→ **Task item**
Your reply must be the number of lines in the entries that hold the word "Debug", and nothing else.

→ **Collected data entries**
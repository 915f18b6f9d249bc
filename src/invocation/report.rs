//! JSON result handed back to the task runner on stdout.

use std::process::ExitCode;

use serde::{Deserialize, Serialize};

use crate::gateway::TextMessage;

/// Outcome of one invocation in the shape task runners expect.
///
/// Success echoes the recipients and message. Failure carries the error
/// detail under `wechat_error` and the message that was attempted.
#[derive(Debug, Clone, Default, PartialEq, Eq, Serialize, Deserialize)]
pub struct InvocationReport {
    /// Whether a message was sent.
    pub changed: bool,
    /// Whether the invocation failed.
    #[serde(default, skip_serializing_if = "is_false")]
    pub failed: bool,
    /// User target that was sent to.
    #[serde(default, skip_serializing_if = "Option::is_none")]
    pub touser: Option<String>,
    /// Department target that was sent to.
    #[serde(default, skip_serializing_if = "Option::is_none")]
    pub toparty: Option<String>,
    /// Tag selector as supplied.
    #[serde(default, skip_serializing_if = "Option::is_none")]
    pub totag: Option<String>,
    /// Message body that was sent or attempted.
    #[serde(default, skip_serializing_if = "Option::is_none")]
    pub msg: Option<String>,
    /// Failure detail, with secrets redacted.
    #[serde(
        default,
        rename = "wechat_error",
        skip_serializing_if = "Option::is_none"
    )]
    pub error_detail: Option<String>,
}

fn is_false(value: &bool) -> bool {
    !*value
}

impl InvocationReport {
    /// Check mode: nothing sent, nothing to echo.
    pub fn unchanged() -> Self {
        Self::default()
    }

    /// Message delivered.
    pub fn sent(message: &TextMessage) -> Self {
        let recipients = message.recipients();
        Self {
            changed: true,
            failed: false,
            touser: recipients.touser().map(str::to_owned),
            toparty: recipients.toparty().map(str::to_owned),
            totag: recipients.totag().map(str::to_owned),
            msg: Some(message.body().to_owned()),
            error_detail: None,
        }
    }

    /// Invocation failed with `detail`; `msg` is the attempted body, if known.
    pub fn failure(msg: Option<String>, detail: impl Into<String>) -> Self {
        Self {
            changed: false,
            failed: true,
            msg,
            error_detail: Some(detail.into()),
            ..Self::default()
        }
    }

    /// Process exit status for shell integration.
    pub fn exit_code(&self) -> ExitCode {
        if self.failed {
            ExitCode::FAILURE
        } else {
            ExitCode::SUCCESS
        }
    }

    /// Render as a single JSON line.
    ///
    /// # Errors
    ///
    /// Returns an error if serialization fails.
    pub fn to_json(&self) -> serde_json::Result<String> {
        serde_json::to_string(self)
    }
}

---

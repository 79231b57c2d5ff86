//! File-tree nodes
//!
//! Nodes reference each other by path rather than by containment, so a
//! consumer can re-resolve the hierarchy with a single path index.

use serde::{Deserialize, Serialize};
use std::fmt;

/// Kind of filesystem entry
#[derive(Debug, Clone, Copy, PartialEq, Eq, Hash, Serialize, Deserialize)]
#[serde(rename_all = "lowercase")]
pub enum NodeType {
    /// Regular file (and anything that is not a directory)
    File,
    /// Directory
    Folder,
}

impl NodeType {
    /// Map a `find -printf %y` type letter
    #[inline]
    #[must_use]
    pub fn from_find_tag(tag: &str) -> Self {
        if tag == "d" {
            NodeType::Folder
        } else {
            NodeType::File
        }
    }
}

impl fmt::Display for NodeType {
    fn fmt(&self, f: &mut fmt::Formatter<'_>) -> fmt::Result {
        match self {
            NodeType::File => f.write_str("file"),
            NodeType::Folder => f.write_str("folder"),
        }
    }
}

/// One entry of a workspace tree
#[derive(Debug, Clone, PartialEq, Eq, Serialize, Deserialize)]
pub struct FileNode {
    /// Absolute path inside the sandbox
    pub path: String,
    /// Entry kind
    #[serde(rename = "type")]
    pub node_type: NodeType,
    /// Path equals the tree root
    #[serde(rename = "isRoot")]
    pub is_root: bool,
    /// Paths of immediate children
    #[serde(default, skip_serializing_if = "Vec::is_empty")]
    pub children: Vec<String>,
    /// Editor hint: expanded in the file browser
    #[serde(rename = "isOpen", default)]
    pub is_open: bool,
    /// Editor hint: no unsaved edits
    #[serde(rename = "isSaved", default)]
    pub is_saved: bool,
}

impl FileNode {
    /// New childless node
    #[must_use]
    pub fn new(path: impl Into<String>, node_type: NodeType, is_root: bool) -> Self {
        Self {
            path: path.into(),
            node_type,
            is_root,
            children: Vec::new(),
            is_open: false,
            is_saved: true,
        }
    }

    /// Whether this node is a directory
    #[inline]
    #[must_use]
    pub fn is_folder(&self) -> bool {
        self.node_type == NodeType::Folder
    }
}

→ **Written response**
3